Achieving Depression Remission
SOURCE: Zimmerman M, et al. J Clin Psychiatry 2017;78:2:177-183.
Few clinicians doubt that pharmacotherapies for depression usually are beneficial. On the other hand, many of us probably were too quick to endorse antidepressants based on improvements in symptom scores, without looking at the most important bottom line: attainment of remission. Clinical trial data indicate that for any typical initial antidepressant monotherapy, remission is achieved in only about 30% of patients, thus requiring either substitution or augmentation with another agent. Additionally, whereas clinicians probably assess depression status based on improvements using the “thumbnail sketch” approach, clinical trials employ validated scales, such as Hamilton Depression Rating Scale (HAM-D), Patient Health Questionnaire (PHQ-9), and others.

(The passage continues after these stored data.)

//! The participant façade: the bus-facing half of the enabler.
//!
//! Owns the internal readers (injection queues the transport drains), the
//! discovery aggregation state, and the public RPC operations. One mutex
//! guards the mutable state; a condition variable lets API threads wait,
//! bounded, for the transport's discovery thread to construct a reader.

use std::{
  collections::{BTreeMap, BTreeSet, VecDeque},
  sync::{Arc, Condvar, Mutex, MutexGuard},
};

#[allow(unused_imports)]
use log::{debug, error, info, warn};

use crate::{
  callbacks::CallbackSet,
  config::EnablerConfiguration,
  discovery::{DiscoveryAggregator, DiscoveryEvent},
  error::{EnablerError, EnablerResult},
  gid::Gid,
  handler::Handler,
  names,
  payload::PayloadData,
  rpc::{json, ActionEraseReason, ActionSubtopic, CancelCode, GoalId, Protocol, ServiceSide, StatusCode},
  topic::{EndpointHandle, TopicDescription},
};

/// Name of the transport's internal type-object topic; its discoveries are
/// not fed to the aggregator.
pub const TYPE_OBJECT_TOPIC_NAME: &str = "__internal__/type_object";

/// Sink the transport installs to drain a reader.
pub type DataHook = Arc<dyn Fn(&TopicDescription, PayloadData) + Send + Sync>;

/// Transport seam for dynamic endpoints. Implementations must not call back
/// into [`EnablerParticipant::create_reader`] synchronously from
/// `add_endpoint`; the reader is constructed from the discovery thread.
pub trait DiscoveryService: Send + Sync {
  fn add_endpoint(&self, topic: &TopicDescription) -> EndpointHandle;
  fn remove_endpoint(&self, handle: EndpointHandle) -> bool;
}

/// In-process queue receiving samples injected by the participant, distinct
/// from a real subscriber on the bus. The transport either polls [`take`]
/// or installs a data hook.
///
/// [`take`]: InternalReader::take
pub struct InternalReader {
  topic: TopicDescription,
  queue: Mutex<VecDeque<PayloadData>>,
  data_hook: Mutex<Option<DataHook>>,
}

impl InternalReader {
  fn new(topic: TopicDescription) -> Arc<InternalReader> {
    Arc::new(InternalReader {
      topic,
      queue: Mutex::new(VecDeque::new()),
      data_hook: Mutex::new(None),
    })
  }

  pub fn topic(&self) -> &TopicDescription {
    &self.topic
  }

  /// Install the drain hook. Samples injected before the hook was set are
  /// flushed through it immediately.
  pub fn set_data_hook(&self, hook: DataHook) {
    let backlog: Vec<PayloadData> = {
      let mut queue = self.queue.lock().unwrap();
      let backlog = queue.drain(..).collect();
      *self.data_hook.lock().unwrap() = Some(Arc::clone(&hook));
      backlog
    };
    for data in backlog {
      hook(&self.topic, data);
    }
  }

  pub fn simulate_data_reception(&self, data: PayloadData) {
    let hook = self.data_hook.lock().unwrap().clone();
    match hook {
      Some(hook) => hook(&self.topic, data),
      None => self.queue.lock().unwrap().push_back(data),
    }
  }

  pub fn take(&self) -> Option<PayloadData> {
    self.queue.lock().unwrap().pop_front()
  }
}

struct ParticipantState {
  readers: BTreeMap<String, Arc<InternalReader>>,
  aggregator: DiscoveryAggregator,
  /// Topic names this enabler simulated itself; their discoveries do not
  /// count as external servers.
  announced_topics: BTreeSet<String>,
  /// Every dynamic endpoint created by this participant, for revoke and
  /// final cleanup.
  dynamic_endpoints: BTreeMap<String, EndpointHandle>,
}

pub struct EnablerParticipant {
  state: Mutex<ParticipantState>,
  cv: Condvar,
  handler: Arc<Handler>,
  discovery: Arc<dyn DiscoveryService>,
  callbacks: Arc<CallbackSet>,
  config: EnablerConfiguration,
  source_guid: Gid,
}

Zimmerman et al compared three different depression scales to the HAM-D (used as the gold standard) in adults treated as outpatients (n = 153) in the department of psychiatry at Brown University. The three comparator scales were Clinically Useful Depression Outcome Scale (CUDOS), Quick Inventory of Depressive Symptomatology Self Report (QUIDS-SR), and PHQ-9.
By effect size, all four scales showed comparable efficacy of antidepressant treatment. On the other hand, patients were significantly more likely to be scored as in remission by the HAM-D than QUIDS-SR and PHQ-9, and significantly less likely than CUDOS.

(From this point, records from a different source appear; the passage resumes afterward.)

//! ROS2 action message envelopes and their JSON codecs.
//!
//! These are the wire shapes the ROS2 IDL generator would produce for the
//! action sub-services and topics, carried here as JSON text between the
//! application and the bus.

use serde::{Deserialize, Serialize};
use serde_json::Value;

use crate::{
  error::{EnablerError, EnablerResult},
  rpc::{CancelCode, GoalId, StatusCode},
  time::Time,
};

/// Goal sending/setting service
#[derive(Clone, Serialize, Deserialize, Debug)]
pub struct SendGoalRequest {
  pub goal_id: GoalId,
  pub goal: Value,
}

#[derive(Clone, Serialize, Deserialize, Debug)]
pub struct SendGoalResponse {
  pub accepted: bool,
  pub stamp: Time,
}

/// Result getting service
#[derive(Clone, Serialize, Deserialize, Debug)]
pub struct GetResultRequest {
  pub goal_id: GoalId,
}

#[derive(Clone, Serialize, Deserialize, Debug)]
pub struct GetResultResponse {
  pub status: StatusCode,
  pub result: Value,
}

#[derive(Clone, Copy, Serialize, Deserialize, Debug, PartialEq, Eq)]
pub struct GoalInfo {
  pub goal_id: GoalId,
  pub stamp: Time,
}

/// Cancellation service
#[derive(Clone, Serialize, Deserialize, Debug)]
pub struct CancelGoalRequest {
  pub goal_info: GoalInfo,
}

#[derive(Clone, Serialize, Deserialize, Debug)]
pub struct CancelGoalResponse {
  pub return_code: CancelCode,
  pub goals_canceling: Vec<GoalInfo>,
}

/// Feedback topic message
#[derive(Clone, Serialize, Deserialize, Debug)]
pub struct FeedbackMessage {
  pub goal_id: GoalId,
  pub feedback: Value,
}

/// Status topic message
#[derive(Clone, Serialize, Deserialize, Debug)]
pub struct GoalStatus {
  pub goal_info: GoalInfo,
  pub status: StatusCode,
}

#[derive(Clone, Serialize, Deserialize, Debug)]
pub struct GoalStatusArray {
  pub status_list: Vec<GoalStatus>,
}

fn parse_user_json(json: &str) -> EnablerResult<Value> {
  serde_json::from_str(json).map_err(|e| EnablerError::SerializationFailed(e.to_string()))
}

fn dump<T: Serialize>(msg: &T) -> String {
  // Envelope structs serialize infallibly.
  serde_json::to_string(msg).unwrap_or_default()
}

/// Wrap a user goal into a send-goal request envelope.
pub fn goal_request_msg(goal_json: &str, goal_id: GoalId) -> EnablerResult<String> {
  let goal = parse_user_json(goal_json)?;
  Ok(dump(&SendGoalRequest { goal_id, goal }))
}

pub fn goal_reply_msg(accepted: bool) -> String {
  dump(&SendGoalResponse {
    accepted,
    stamp: Time::now(),
  })
}

/// Cancel request. A zero goal id and/or zero timestamp widen the request
/// per the ROS2 cancellation policy.
pub fn cancel_request_msg(goal_id: GoalId, timestamp_nanos: i64) -> String {
  dump(&CancelGoalRequest {
    goal_info: GoalInfo {
      goal_id,
      stamp: Time::from_nanos(timestamp_nanos),
    },
  })
}

pub fn cancel_reply_msg(canceling_goals: &[(GoalId, Time)], cancel_code: CancelCode) -> String {
  dump(&CancelGoalResponse {
    return_code: cancel_code,
    goals_canceling: canceling_goals
      .iter()
      .map(|(goal_id, stamp)| GoalInfo {
        goal_id: *goal_id,
        stamp: *stamp,
      })
      .collect(),
  })
}

pub fn result_request_msg(goal_id: GoalId) -> String {
  dump(&GetResultRequest { goal_id })
}

pub fn result_reply_msg(status_code: StatusCode, result_json: &str) -> EnablerResult<String> {
  let result = parse_user_json(result_json)?;
  Ok(dump(&GetResultResponse {
    status: status_code,
    result,
  }))
}

/// Status message carrying a single goal entry, stamped with the time the
/// goal was accepted.
pub fn status_msg(goal_id: GoalId, status_code: StatusCode, goal_accepted_stamp: Time) -> String {
  dump(&GoalStatusArray {
    status_list: vec![GoalStatus {
      goal_info: GoalInfo {
        goal_id,
        stamp: goal_accepted_stamp,
      },
      status: status_code,
    }],
  })
}

pub fn feedback_msg(feedback_json: &str, goal_id: GoalId) -> EnablerResult<String> {
  let feedback = parse_user_json(feedback_json)?;
  Ok(dump(&FeedbackMessage { goal_id, feedback }))
}

/// Extract the goal id from any request-shaped action envelope.
///
/// Send-goal and get-result requests carry it at `goal_id`, cancel requests
/// under `goal_info.goal_id`.
pub fn goal_id_from_request(json: &str) -> Option<GoalId> {
  let value: Value = serde_json::from_str(json).ok()?;
  let id_value = value
    .get("goal_id")
    .or_else(|| value.get("goal_info").and_then(|gi| gi.get("goal_id")))?;
  serde_json::from_value(id_value.clone()).ok()
}

/// Inner goal of a send-goal request envelope, as JSON text.
pub fn parse_goal_request_goal(json: &str) -> Option<String> {
  serde_json::from_str::<SendGoalRequest>(json)
    .ok()
    .map(|request| request.goal.to_string())
}

pub fn parse_goal_reply(json: &str) -> Option<SendGoalResponse> {
  serde_json::from_str(json).ok()
}

pub fn parse_cancel_request(json: &str) -> Option<CancelGoalRequest> {
  serde_json::from_str(json).ok()
}

pub fn parse_result_reply(json: &str) -> Option<GetResultResponse> {
  serde_json::from_str(json).ok()
}

pub fn parse_cancel_reply(json: &str) -> Option<CancelGoalResponse> {
  serde_json::from_str(json).ok()
}

pub fn parse_status_array(json: &str) -> Option<GoalStatusArray> {
  serde_json::from_str(json).ok()
}

pub fn parse_feedback(json: &str) -> Option<FeedbackMessage> {
  serde_json::from_str(json).ok()
}

#[cfg(test)]
mod tests {
  use super::*;

  #[test]
  fn goal_request_wraps_user_goal() {
    let goal_id = GoalId::new_random();
    let msg = goal_request_msg("{\"order\": 5}", goal_id).unwrap();
    let parsed: SendGoalRequest = serde_json::from_str(&msg).unwrap();
    assert_eq!(parsed.goal_id, goal_id);
    assert_eq!(parsed.goal["order"], 5);
    assert_eq!(goal_id_from_request(&msg), Some(goal_id));
  }

  #[test]
  fn goal_request_rejects_malformed_goal() {
    assert!(goal_request_msg("not json", GoalId::ZERO).is_err());
  }

  #[test]
  fn cancel_request_carries_goal_info() {
    let goal_id = GoalId::new_random();
    let msg = cancel_request_msg(goal_id, 3_500_000_001);
    let parsed = parse_cancel_request(&msg).unwrap();
    assert_eq!(parsed.goal_info.goal_id, goal_id);
    assert_eq!(parsed.goal_info.stamp, Time { sec: 3, nanosec: 500_000_001 });
    // cancel requests expose the goal id through the generic extractor too
    assert_eq!(goal_id_from_request(&msg), Some(goal_id));
  }

  #[test]
  fn result_reply_round_trip() {
    let msg = result_reply_msg(StatusCode::Succeeded, "{\"sequence\":[0,1,1,2,3]}").unwrap();
    let parsed = parse_result_reply(&msg).unwrap();
    assert_eq!(parsed.status, StatusCode::Succeeded);
    assert_eq!(parsed.result["sequence"][4], 3);
  }

  #[test]
  fn status_codes_are_numeric_on_the_wire() {
    let msg = status_msg(GoalId::ZERO, StatusCode::Canceling, Time::ZERO);
    let value: Value = serde_json::from_str(&msg).unwrap();
    assert_eq!(value["status_list"][0]["status"], 3);
  }

  #[test]
  fn cancel_reply_lists_goals() {
    let a = GoalId::new_random();
    let b = GoalId::new_random();
    let msg = cancel_reply_msg(
      &[(a, Time { sec: 1, nanosec: 0 }), (b, Time { sec: 2, nanosec: 0 })],
      CancelCode::None,
    );
    let parsed: CancelGoalResponse = serde_json::from_str(&msg).unwrap();
    assert_eq!(parsed.return_code, CancelCode::None);
    assert_eq!(parsed.goals_canceling.len(), 2);
    assert_eq!(parsed.goals_canceling[0].goal_id, a);
  }

  #[test]
  fn feedback_round_trip() {
    let goal_id = GoalId::new_random();
    let msg = feedback_msg("{\"partial\":[0,1]}", goal_id).unwrap();
    let parsed = parse_feedback(&msg).unwrap();
    assert_eq!(parsed.goal_id, goal_id);
    assert_eq!(parsed.feedback["partial"][1], 1);
  }
}
//! Bridge from the `log` facade to the application's log callback.

use std::sync::Arc;

use log::{LevelFilter, Log, Metadata, Record, SetLoggerError};

use crate::callbacks::CallbackSet;

/// A [`log::Log`] implementation forwarding records to the callback set's
/// log sink. Records are dropped silently when no sink is installed.
pub struct CallbackLogger {
  callbacks: Arc<CallbackSet>,
  max_level: LevelFilter,
}

impl CallbackLogger {
  pub fn new(callbacks: Arc<CallbackSet>, max_level: LevelFilter) -> CallbackLogger {
    CallbackLogger {
      callbacks,
      max_level,
    }
  }
}

impl Log for CallbackLogger {
  fn enabled(&self, metadata: &Metadata) -> bool {
    metadata.level() <= self.max_level
  }

  fn log(&self, record: &Record) {
    if !self.enabled(record.metadata()) {
      return;
    }
    if let Some(cb) = &self.callbacks.log {
      cb(
        record.file().unwrap_or("<unknown>"),
        record.line().unwrap_or(0),
        record.module_path().unwrap_or("<unknown>"),
        &record.level().to_string(),
        &record.args().to_string(),
      );
    }
  }

  fn flush(&self) {}
}

/// Install a [`CallbackLogger`] as the process-wide logger. May be called
/// once per process; later calls fail like any second logger installation.
pub fn install_callback_logger(
  callbacks: Arc<CallbackSet>,
  max_level: LevelFilter,
) -> Result<(), SetLoggerError> {
  log::set_boxed_logger(Box::new(CallbackLogger::new(callbacks, max_level)))?;
  log::set_max_level(max_level);
  Ok(())
}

Clinicians recently have been advised to consider using formal treatment scores to follow depression, similar to our monitoring of A1c for diabetes or TSH for hypothyroidism. Noting the discrepancy between individual scoring systems, more work may be needed to determine which depression scale fits a particular clinical setting.
Antithrombotics and Subdural Risk
SOURCE: Gaist D, et al. JAMA 2017;317:836-846.

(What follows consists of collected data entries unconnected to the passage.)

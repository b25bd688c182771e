//! Assembly of partial topic discoveries into complete services and actions.
//!
//! The transport reports topics one at a time and in no particular order; a
//! service becomes visible to the application only once both of its topics
//! are known, an action only once its three services and both stream topics
//! are. Each entity is emitted exactly once, on the transition to fully
//! discovered.

use std::collections::BTreeMap;

#[allow(unused_imports)]
use log::{debug, error, info, warn};

use crate::{
  names::RpcInfo,
  rpc::{ActionSubtopic, Protocol, RpcRole, ServiceSide},
  topic::{EndpointHandle, RpcAction, RpcTopic, TopicDescription},
};

/// Discovery state of one service.
#[derive(Debug, Clone)]
pub struct ServiceDiscovered {
  pub service_name: String,
  pub protocol: Protocol,
  request_topic: Option<TopicDescription>,
  reply_topic: Option<TopicDescription>,
  pub fully_discovered: bool,
  /// This enabler announced itself as the server of this service.
  pub enabler_as_server: bool,
  /// Some external participant serves this service. Independent of
  /// `enabler_as_server`.
  pub external_server: bool,
  /// Endpoint simulated on announce; needed to revoke it again.
  pub endpoint_request: Option<EndpointHandle>,
}

impl ServiceDiscovered {
  pub fn new(service_name: &str, protocol: Protocol) -> ServiceDiscovered {
    ServiceDiscovered {
      service_name: service_name.to_string(),
      protocol,
      request_topic: None,
      reply_topic: None,
      fully_discovered: false,
      enabler_as_server: false,
      external_server: false,
      endpoint_request: None,
    }
  }

  /// Record one side. Returns true exactly when the service transitions to
  /// fully discovered; duplicate side discoveries are no-ops.
  pub fn add_topic(&mut self, topic: TopicDescription, side: ServiceSide) -> bool {
    let slot = match side {
      ServiceSide::Request => &mut self.request_topic,
      ServiceSide::Reply => &mut self.reply_topic,
    };
    if slot.is_some() {
      return false;
    }
    *slot = Some(topic);

    if self.request_topic.is_some() && self.reply_topic.is_some() {
      if self.service_name.is_empty() {
        return false;
      }
      self.fully_discovered = true;
      return true;
    }
    false
  }

  pub fn remove_topic(&mut self, side: ServiceSide) {
    match side {
      ServiceSide::Request => self.request_topic = None,
      ServiceSide::Reply => self.reply_topic = None,
    }
    self.fully_discovered = false;
  }

  pub fn topic(&self, side: ServiceSide) -> Option<&TopicDescription> {
    match side {
      ServiceSide::Request => self.request_topic.as_ref(),
      ServiceSide::Reply => self.reply_topic.as_ref(),
    }
  }

  /// The complete request/reply pair, available once fully discovered.
  pub fn rpc_topic(&self) -> Option<RpcTopic> {
    if !self.fully_discovered {
      return None;
    }
    Some(RpcTopic {
      name: self.service_name.clone(),
      request: self.request_topic.clone()?,
      reply: self.reply_topic.clone()?,
    })
  }
}

/// Discovery state of one action. The three constituent services are
/// referenced by name into the owning services map; a missing entry reads
/// as "not discovered", exactly like an expired weak reference.
#[derive(Debug, Clone)]
pub struct ActionDiscovered {
  pub action_name: String,
  pub protocol: Protocol,
  goal: Option<String>,
  result: Option<String>,
  cancel: Option<String>,
  feedback: Option<TopicDescription>,
  status: Option<TopicDescription>,
  pub fully_discovered: bool,
  pub enabler_as_server: bool,
  pub external_server: bool,
}

impl ActionDiscovered {
  pub fn new(action_name: &str, protocol: Protocol) -> ActionDiscovered {
    ActionDiscovered {
      action_name: action_name.to_string(),
      protocol,
      goal: None,
      result: None,
      cancel: None,
      feedback: None,
      status: None,
      fully_discovered: false,
      enabler_as_server: false,
      external_server: false,
    }
  }

  pub fn set_service(&mut self, subtopic: ActionSubtopic, service_name: &str) {
    let slot = match subtopic {
      ActionSubtopic::Goal => &mut self.goal,
      ActionSubtopic::Result => &mut self.result,
      ActionSubtopic::Cancel => &mut self.cancel,
    };
    *slot = Some(service_name.to_string());
  }

  pub fn set_feedback_topic(&mut self, topic: TopicDescription) {
    self.feedback = Some(topic);
  }

  pub fn set_status_topic(&mut self, topic: TopicDescription) {
    self.status = Some(topic);
  }

  pub fn feedback_topic(&self) -> Option<&TopicDescription> {
    self.feedback.as_ref()
  }

  pub fn status_topic(&self) -> Option<&TopicDescription> {
    self.status.as_ref()
  }

  pub fn service_name(&self, subtopic: ActionSubtopic) -> Option<&str> {
    match subtopic {
      ActionSubtopic::Goal => self.goal.as_deref(),
      ActionSubtopic::Result => self.result.as_deref(),
      ActionSubtopic::Cancel => self.cancel.as_deref(),
    }
  }

  fn resolve<'a>(
    &self,
    subtopic: ActionSubtopic,
    services: &'a BTreeMap<String, ServiceDiscovered>,
  ) -> Option<&'a ServiceDiscovered> {
    services.get(self.service_name(subtopic)?)
  }

  /// Recompute `fully_discovered` against the current services map.
  pub fn check_fully_discovered(
    &mut self,
    services: &BTreeMap<String, ServiceDiscovered>,
  ) -> bool {
    let all_services_full = [ActionSubtopic::Goal, ActionSubtopic::Result, ActionSubtopic::Cancel]
      .into_iter()
      .all(|s| self.resolve(s, services).is_some_and(|svc| svc.fully_discovered));
    self.fully_discovered =
      all_services_full && self.feedback.is_some() && self.status.is_some();
    self.fully_discovered
  }

  /// The complete action topic set, available once fully discovered.
  pub fn rpc_action(
    &self,
    services: &BTreeMap<String, ServiceDiscovered>,
  ) -> Option<RpcAction> {
    if !self.fully_discovered {
      return None;
    }
    Some(RpcAction {
      name: self.action_name.clone(),
      goal: self.resolve(ActionSubtopic::Goal, services)?.rpc_topic()?,
      result: self.resolve(ActionSubtopic::Result, services)?.rpc_topic()?,
      cancel: self.resolve(ActionSubtopic::Cancel, services)?.rpc_topic()?,
      feedback: self.feedback.clone()?,
      status: self.status.clone()?,
    })
  }
}

/// A fully assembled entity, to be reported to the handler.
#[derive(Debug, Clone)]
pub enum DiscoveryEvent {
  Service(RpcTopic),
  Action(RpcAction),
}

/// Accumulates topic discoveries into services and actions.
#[derive(Default)]
pub struct DiscoveryAggregator {
  services: BTreeMap<String, ServiceDiscovered>,
  actions: BTreeMap<String, ActionDiscovered>,
}

impl DiscoveryAggregator {
  pub fn new() -> DiscoveryAggregator {
    DiscoveryAggregator::default()
  }

  pub fn service(&self, service_name: &str) -> Option<&ServiceDiscovered> {
    self.services.get(service_name)
  }

  pub fn service_mut(&mut self, service_name: &str) -> Option<&mut ServiceDiscovered> {
    self.services.get_mut(service_name)
  }

  /// Get or create the service entry.
  pub fn service_entry(
    &mut self,
    service_name: &str,
    protocol: Protocol,
  ) -> &mut ServiceDiscovered {
    self
      .services
      .entry(service_name.to_string())
      .or_insert_with(|| ServiceDiscovered::new(service_name, protocol))
  }

  pub fn remove_service(&mut self, service_name: &str) {
    self.services.remove(service_name);
    // every action referencing this service falls back to incomplete
    for action in self.actions.values_mut() {
      action.check_fully_discovered(&self.services);
    }
  }

  pub fn action(&self, action_name: &str) -> Option<&ActionDiscovered> {
    self.actions.get(action_name)
  }

  pub fn action_mut(&mut self, action_name: &str) -> Option<&mut ActionDiscovered> {
    self.actions.get_mut(action_name)
  }

  pub fn action_entry(
    &mut self,
    action_name: &str,
    protocol: Protocol,
  ) -> &mut ActionDiscovered {
    self
      .actions
      .entry(action_name.to_string())
      .or_insert_with(|| ActionDiscovered::new(action_name, protocol))
  }

  pub fn remove_action(&mut self, action_name: &str) {
    self.actions.remove(action_name);
  }

  pub fn services(&self) -> impl Iterator<Item = &ServiceDiscovered> {
    self.services.values()
  }

  pub fn services_map(&self) -> &BTreeMap<String, ServiceDiscovered> {
    &self.services
  }

  /// Feed one topic discovery. `locally_announced` marks topics this
  /// enabler simulated itself; anything else implies an external
  /// participant. Returns the entities completed by this discovery.
  pub fn topic_discovered(
    &mut self,
    rpc_info: &RpcInfo,
    topic: &TopicDescription,
    locally_announced: bool,
  ) -> Vec<DiscoveryEvent> {
    let mut events = Vec::new();

    match rpc_info.role {
      RpcRole::Service { side } | RpcRole::Action { side, .. } => {
        let Some(service_name) = rpc_info.service_name.as_deref() else {
          return events;
        };
        let service = self.service_entry(service_name, rpc_info.protocol);
        if !locally_announced {
          service.external_server = true;
        }
        let completed = service.add_topic(topic.clone(), side);
        if completed {
          info!("Service {service_name} fully discovered.");
          if let Some(rpc_topic) = service.rpc_topic() {
            events.push(DiscoveryEvent::Service(rpc_topic));
          }
        }

        if let RpcRole::Action { subtopic, .. } = rpc_info.role {
          let Some(action_name) = rpc_info.action_name.clone() else {
            return events;
          };
          let service_name = service_name.to_string();
          let action = self.action_entry(&action_name, rpc_info.protocol);
          action.set_service(subtopic, &service_name);
          if !locally_announced {
            action.external_server = true;
          }
          self.refresh_action(&action_name, &mut events);
        }
      }

      RpcRole::ActionFeedback | RpcRole::ActionStatus => {
        let Some(action_name) = rpc_info.action_name.clone() else {
          return events;
        };
        let action = self.action_entry(&action_name, rpc_info.protocol);
        match rpc_info.role {
          RpcRole::ActionFeedback => action.set_feedback_topic(topic.clone()),
          _ => action.set_status_topic(topic.clone()),
        }
        if !locally_announced {
          action.external_server = true;
        }
        self.refresh_action(&action_name, &mut events);
      }

      RpcRole::None => {}
    }

    events
  }

  fn refresh_action(&mut self, action_name: &str, events: &mut Vec<DiscoveryEvent>) {
    let services = &self.services;
    if let Some(action) = self.actions.get_mut(action_name) {
      let was_full = action.fully_discovered;
      if action.check_fully_discovered(services) && !was_full {
        info!("Action {action_name} fully discovered.");
        if let Some(rpc_action) = action.rpc_action(services) {
          events.push(DiscoveryEvent::Action(rpc_action));
        }
      }
    }
  }
}

#[cfg(test)]
mod tests {
  use super::*;
  use crate::names;

  fn topic(name: &str, type_name: &str) -> TopicDescription {
    TopicDescription::new(name, type_name, "")
  }

  fn feed(
    aggregator: &mut DiscoveryAggregator,
    topic_name: &str,
    type_name: &str,
  ) -> Vec<DiscoveryEvent> {
    let info = RpcInfo::classify(topic_name);
    aggregator.topic_discovered(&info, &topic(topic_name, type_name), false)
  }

  #[test]
  fn service_emitted_once_on_completion() {
    let mut aggregator = DiscoveryAggregator::new();

    assert!(feed(&mut aggregator, "rq/add_two_intsRequest", "Req_").is_empty());
    // duplicate side: no change
    assert!(feed(&mut aggregator, "rq/add_two_intsRequest", "Req_").is_empty());

    let events = feed(&mut aggregator, "rr/add_two_intsReply", "Rep_");
    assert_eq!(events.len(), 1);
    match &events[0] {
      DiscoveryEvent::Service(rpc_topic) => {
        assert_eq!(rpc_topic.name, "add_two_ints");
        assert_eq!(rpc_topic.request.type_name, "Req_");
        assert_eq!(rpc_topic.reply.type_name, "Rep_");
      }
      other => panic!("expected service event, got {other:?}"),
    }
    assert!(aggregator.service("add_two_ints").unwrap().external_server);

    // re-discovery does not re-emit
    assert!(feed(&mut aggregator, "rr/add_two_intsReply", "Rep_").is_empty());
  }

  #[test]
  fn action_emitted_when_all_parts_present() {
    let mut aggregator = DiscoveryAggregator::new();
    let action = "fibonacci/_action/";

    let mut all_events = Vec::new();
    for (sub, req_type, rep_type) in [
      ("send_goal", "SendGoal_Request_", "SendGoal_Response_"),
      ("get_result", "GetResult_Request_", "GetResult_Response_"),
      ("cancel_goal", "CancelGoal_Request_", "CancelGoal_Response_"),
    ] {
      all_events.extend(feed(
        &mut aggregator,
        &format!("rq/{action}{sub}Request"),
        req_type,
      ));
      all_events.extend(feed(
        &mut aggregator,
        &format!("rr/{action}{sub}Reply"),
        rep_type,
      ));
    }
    all_events.extend(feed(
      &mut aggregator,
      &names::action_feedback_topic(action),
      "FeedbackMessage_",
    ));
    // three services plus feedback, still no action event
    assert_eq!(
      all_events
        .iter()
        .filter(|e| matches!(e, DiscoveryEvent::Action(_)))
        .count(),
      0
    );

    let events = feed(
      &mut aggregator,
      &names::action_status_topic(action),
      "GoalStatusArray_",
    );
    assert_eq!(events.len(), 1);
    match &events[0] {
      DiscoveryEvent::Action(rpc_action) => {
        assert_eq!(rpc_action.name, action);
        assert_eq!(rpc_action.goal.name, format!("{action}send_goal"));
        assert_eq!(rpc_action.status.type_name, "GoalStatusArray_");
      }
      other => panic!("expected action event, got {other:?}"),
    }
  }

  #[test]
  fn removing_a_service_degrades_the_action() {
    let mut aggregator = DiscoveryAggregator::new();
    let action = "move/_action/";
    for sub in ["send_goal", "get_result", "cancel_goal"] {
      feed(&mut aggregator, &format!("rq/{action}{sub}Request"), "Q");
      feed(&mut aggregator, &format!("rr/{action}{sub}Reply"), "R");
    }
    feed(&mut aggregator, &names::action_feedback_topic(action), "F");
    feed(&mut aggregator, &names::action_status_topic(action), "S");
    assert!(aggregator.action(action).unwrap().fully_discovered);

    aggregator.remove_service(&format!("{action}get_result"));
    assert!(!aggregator.action(action).unwrap().fully_discovered);
  }

  #[test]
  fn locally_announced_topics_do_not_mark_external() {
    let mut aggregator = DiscoveryAggregator::new();
    let info = RpcInfo::classify("rq/localRequest");
    aggregator.topic_discovered(&info, &topic("rq/localRequest", "T"), true);
    assert!(!aggregator.service("local").unwrap().external_server);
  }
}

Before you digest the somewhat concerning observations of the Danish case-control data discussed below, it is important to remember that the risk of intracerebral hemorrhage in patients taking long-term anticoagulation (most commonly for atrial fibrillation) is < 0.5% per year, and for atrial fibrillation patients appropriately stratified by CHA2DS2-VASC, consistently outweighed by the beneficial risk reduction of thrombotic episodes.
That said, Gaist et al reported on a database of patients in Denmark (n = 10,100) with first subdural hematoma (SDH) compared to controls (n = 484,386). Included in the authors’ definition of antithrombotics were warfarin, aspirin, clopidogrel, the dipyridamole/aspirin combination capsule, and direct anticoagulants (dabigatran, apixaban, and rivaroxaban). Perhaps not surprisingly, almost half the subjects who incurred a SDH were receiving some antithrombotic medication, either alone or in combination.
Overall, the risk for SDH was greatest when antithrombotic medications were combined, especially with warfarin/antiplatelet combinations (odds ratios, 4.0-7.9). The only exception to this range of increased risk with combinations was the dipyridamole/aspirin combination treatment (that is, dipyridamole/aspirin alone), for which the odds ratio for SDH risk was not statistically significantly increased. Intracranial bleeding is more frequent in patients who take antithrombotic treatments. However, for appropriately selected users, the benefits of thrombosis risk reduction generally outweigh bleeding risks.
Health Consequences of What We Eat vs. What We Should Eat
SOURCE: Micha R, et al. JAMA 2017;317:912-924.
If you were asked to compile a balance sheet for which foods/nutrients should be maximized vs. minimized, there probably would be few differences from 10 items evaluated by Micha et al seeking a relationship between dietary components and cardiovascular mortality.
The 10 items included in their dietary analyses were fruits, vegetables, nuts/seeds, whole grains, unprocessed red meats, processed meats, sugar-sweetened beverages, polyunsaturated fats, seafood omega-3 fats, and sodium.
Based on 702,308 cardiometabolic deaths in U.S. adults in 2012, these data suggest that almost half of such deaths in men and women were associated with suboptimal intake of critical nutrients. According to these authors, the single largest contributor to cardiometabolic deaths was high intake of sodium, which, of course, has been variously associated (or not) with hypertension and heart failure. Next in the “deficit in the diet” category was nuts/seeds, followed by low seafood omega-3 fats, low vegetables, and low fruits. Consistent with recent health warnings, high intake of processed meats and sugar-sweetened beverages also was identified to be health culprits.
Consequences of suboptimal diet were more dramatic within the demographic communities of African Americans and Hispanics, as well as those with lesser education. Changing dietary intake on a population-wide basis is a challenging task, but perhaps these associations of specific identified nutrient imbalances with adverse cardiovascular outcomes will help us shape that change.
In this section: treating depression; the subdural risk of antithrombotics; and the health consequences of a poor diet.